:: EXERCISE DATA

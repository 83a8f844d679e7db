use crate::analyzer::PriceAlert;
use crate::model::{PriceObservation, PriceStats, StorageError};
use chrono::{DateTime, SecondsFormat, Utc};
use rusqlite::{params, Connection, Row};
use serde::Serialize;

/// A stored system event, e.g. a recommendation produced for a product.
#[derive(Debug, Clone)]
pub struct StoredEvent {
    pub id: i64,
    pub kind: String,
    pub product: String,
    pub payload: String,
    pub created_at: DateTime<Utc>,
}

#[derive(Debug, Clone)]
pub struct StoredAlert {
    pub product: String,
    pub classification: String,
    pub current_price: f64,
    pub potential_savings: f64,
    pub created_at: DateTime<Utc>,
}

pub struct SqliteStorage {
    conn: Connection,
}

/// Fixed-width UTC timestamps so that text order is time order.
fn timestamp(dt: &DateTime<Utc>) -> String {
    dt.to_rfc3339_opts(SecondsFormat::Millis, true)
}

fn column_datetime(row: &Row, idx: usize) -> Result<DateTime<Utc>, rusqlite::Error> {
    let raw: String = row.get(idx)?;
    DateTime::parse_from_rfc3339(&raw)
        .map(|dt| dt.with_timezone(&Utc))
        .map_err(|e| {
            rusqlite::Error::FromSqlConversionFailure(idx, rusqlite::types::Type::Text, Box::new(e))
        })
}

impl SqliteStorage {
    /// Opens the database (`":memory:"` for a throwaway one) and creates the schema.
    pub fn new(db_path: &str) -> Result<Self, StorageError> {
        let conn = Connection::open(db_path)?;

        conn.execute_batch(
            "
            CREATE TABLE IF NOT EXISTS price_history (
                id INTEGER PRIMARY KEY AUTOINCREMENT,
                product TEXT NOT NULL,
                store TEXT NOT NULL,
                price REAL NOT NULL,
                recorded_at TEXT NOT NULL,
                UNIQUE (product, store, recorded_at)
            );

            CREATE INDEX IF NOT EXISTS idx_history_product
                ON price_history (product, recorded_at);

            CREATE TABLE IF NOT EXISTS alerts (
                id INTEGER PRIMARY KEY AUTOINCREMENT,
                product TEXT NOT NULL,
                classification TEXT NOT NULL,
                current_price REAL NOT NULL,
                avg_price REAL NOT NULL,
                min_price REAL NOT NULL,
                potential_savings REAL NOT NULL,
                created_at TEXT NOT NULL
            );

            CREATE TABLE IF NOT EXISTS events (
                id INTEGER PRIMARY KEY AUTOINCREMENT,
                kind TEXT NOT NULL,
                product TEXT NOT NULL,
                payload TEXT NOT NULL,
                processed INTEGER NOT NULL DEFAULT 0,
                created_at TEXT NOT NULL
            );
            ",
        )?;

        Ok(Self { conn })
    }

    /// Stores one reading; a repeated (product, store, time) reading replaces the old price.
    pub fn record_price(&self, obs: &PriceObservation) -> Result<(), StorageError> {
        self.conn.execute(
            "INSERT OR REPLACE INTO price_history (product, store, price, recorded_at)
             VALUES (?1, ?2, ?3, ?4)",
            params![&obs.product, &obs.store, &obs.price, timestamp(&obs.recorded_at)],
        )?;
        Ok(())
    }

    /// History of a product, oldest first, optionally narrowed to one store
    /// and to readings at or after `since`.
    pub fn price_history(
        &self,
        product: &str,
        store: Option<&str>,
        since: Option<DateTime<Utc>>,
    ) -> Result<Vec<PriceObservation>, StorageError> {
        let mut stmt = self.conn.prepare(
            "SELECT product, store, price, recorded_at FROM price_history
             WHERE product = ?1
               AND (?2 IS NULL OR store = ?2)
               AND (?3 IS NULL OR recorded_at >= ?3)
             ORDER BY recorded_at ASC",
        )?;

        let rows = stmt.query_map(params![product, store, since.as_ref().map(timestamp)], |row| {
            Ok(PriceObservation {
                product: row.get(0)?,
                store: row.get(1)?,
                price: row.get(2)?,
                recorded_at: column_datetime(row, 3)?,
            })
        })?;

        let mut history = Vec::new();
        for obs in rows {
            history.push(obs?);
        }
        Ok(history)
    }

    pub fn price_stats(&self, product: &str) -> Result<Option<PriceStats>, StorageError> {
        let mut stmt = self.conn.prepare(
            "SELECT MIN(price), MAX(price), AVG(price), COUNT(*)
             FROM price_history WHERE product = ?1",
        )?;

        let mut rows = stmt.query(params![product])?;
        if let Some(row) = rows.next()? {
            let count: i64 = row.get(3)?;
            if count == 0 {
                return Ok(None);
            }
            Ok(Some(PriceStats {
                min: row.get(0)?,
                max: row.get(1)?,
                avg: row.get(2)?,
                count: count as usize,
            }))
        } else {
            Ok(None)
        }
    }

    pub fn tracked_products(&self) -> Result<Vec<String>, StorageError> {
        let mut stmt = self
            .conn
            .prepare("SELECT DISTINCT product FROM price_history ORDER BY product ASC")?;
        let rows = stmt.query_map([], |row| row.get::<_, String>(0))?;
        Ok(rows.collect::<Result<_, _>>()?)
    }

    pub fn save_alert(&self, product: &str, alert: &PriceAlert) -> Result<(), StorageError> {
        self.conn.execute(
            "INSERT INTO alerts (
                product, classification, current_price, avg_price, min_price,
                potential_savings, created_at
            )
            VALUES (?1, ?2, ?3, ?4, ?5, ?6, ?7)",
            params![
                product,
                alert.classification.as_str(),
                &alert.current_price,
                &alert.avg_price,
                &alert.min_price,
                &alert.potential_savings,
                timestamp(&Utc::now()),
            ],
        )?;
        Ok(())
    }

    /// Latest alerts of a product, newest first.
    pub fn recent_alerts(&self, product: &str, limit: usize) -> Result<Vec<StoredAlert>, StorageError> {
        let mut stmt = self.conn.prepare(
            "SELECT product, classification, current_price, potential_savings, created_at
             FROM alerts WHERE product = ?1
             ORDER BY created_at DESC, id DESC LIMIT ?2",
        )?;

        let rows = stmt.query_map(params![product, limit as i64], |row| {
            Ok(StoredAlert {
                product: row.get(0)?,
                classification: row.get(1)?,
                current_price: row.get(2)?,
                potential_savings: row.get(3)?,
                created_at: column_datetime(row, 4)?,
            })
        })?;
        Ok(rows.collect::<Result<_, _>>()?)
    }

    /// Records an event with a JSON payload; returns its id.
    pub fn record_event<T: Serialize>(
        &self,
        kind: &str,
        product: &str,
        payload: &T,
    ) -> Result<i64, StorageError> {
        let payload = serde_json::to_string(payload)?;
        self.conn.execute(
            "INSERT INTO events (kind, product, payload, created_at) VALUES (?1, ?2, ?3, ?4)",
            params![kind, product, payload, timestamp(&Utc::now())],
        )?;
        Ok(self.conn.last_insert_rowid())
    }

    pub fn unprocessed_events(&self) -> Result<Vec<StoredEvent>, StorageError> {
        let mut stmt = self.conn.prepare(
            "SELECT id, kind, product, payload, created_at
             FROM events WHERE processed = 0 ORDER BY id ASC",
        )?;

        let rows = stmt.query_map([], |row| {
            Ok(StoredEvent {
                id: row.get(0)?,
                kind: row.get(1)?,
                product: row.get(2)?,
                payload: row.get(3)?,
                created_at: column_datetime(row, 4)?,
            })
        })?;
        Ok(rows.collect::<Result<_, _>>()?)
    }

    pub fn mark_event_processed(&self, id: i64) -> Result<(), StorageError> {
        self.conn
            .execute("UPDATE events SET processed = 1 WHERE id = ?1", params![id])?;
        Ok(())
    }
}
pub mod bitstream;
pub mod compression;
pub mod error;

pub use compression::{Compression, HuffProcessor};
pub use error::{Error, Result};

::::

■ WHAT YOU HAVE TO DO ■
From the entries above, show each line that includes the string "params".

■ SOLUTION ■
use rusqlite::{params, Connection, Row};
            params![&obs.product, &obs.store, &obs.price, timestamp(&obs.recorded_at)],
        let rows = stmt.query_map(params![product, store, since.as_ref().map(timestamp)], |row| {
        let mut rows = stmt.query(params![product])?;
            params![
        let rows = stmt.query_map(params![product, limit as i64], |row| {
            params![kind, product, payload, timestamp(&Utc::now())],
            .execute("UPDATE events SET processed = 1 WHERE id = ?1", params![id])?;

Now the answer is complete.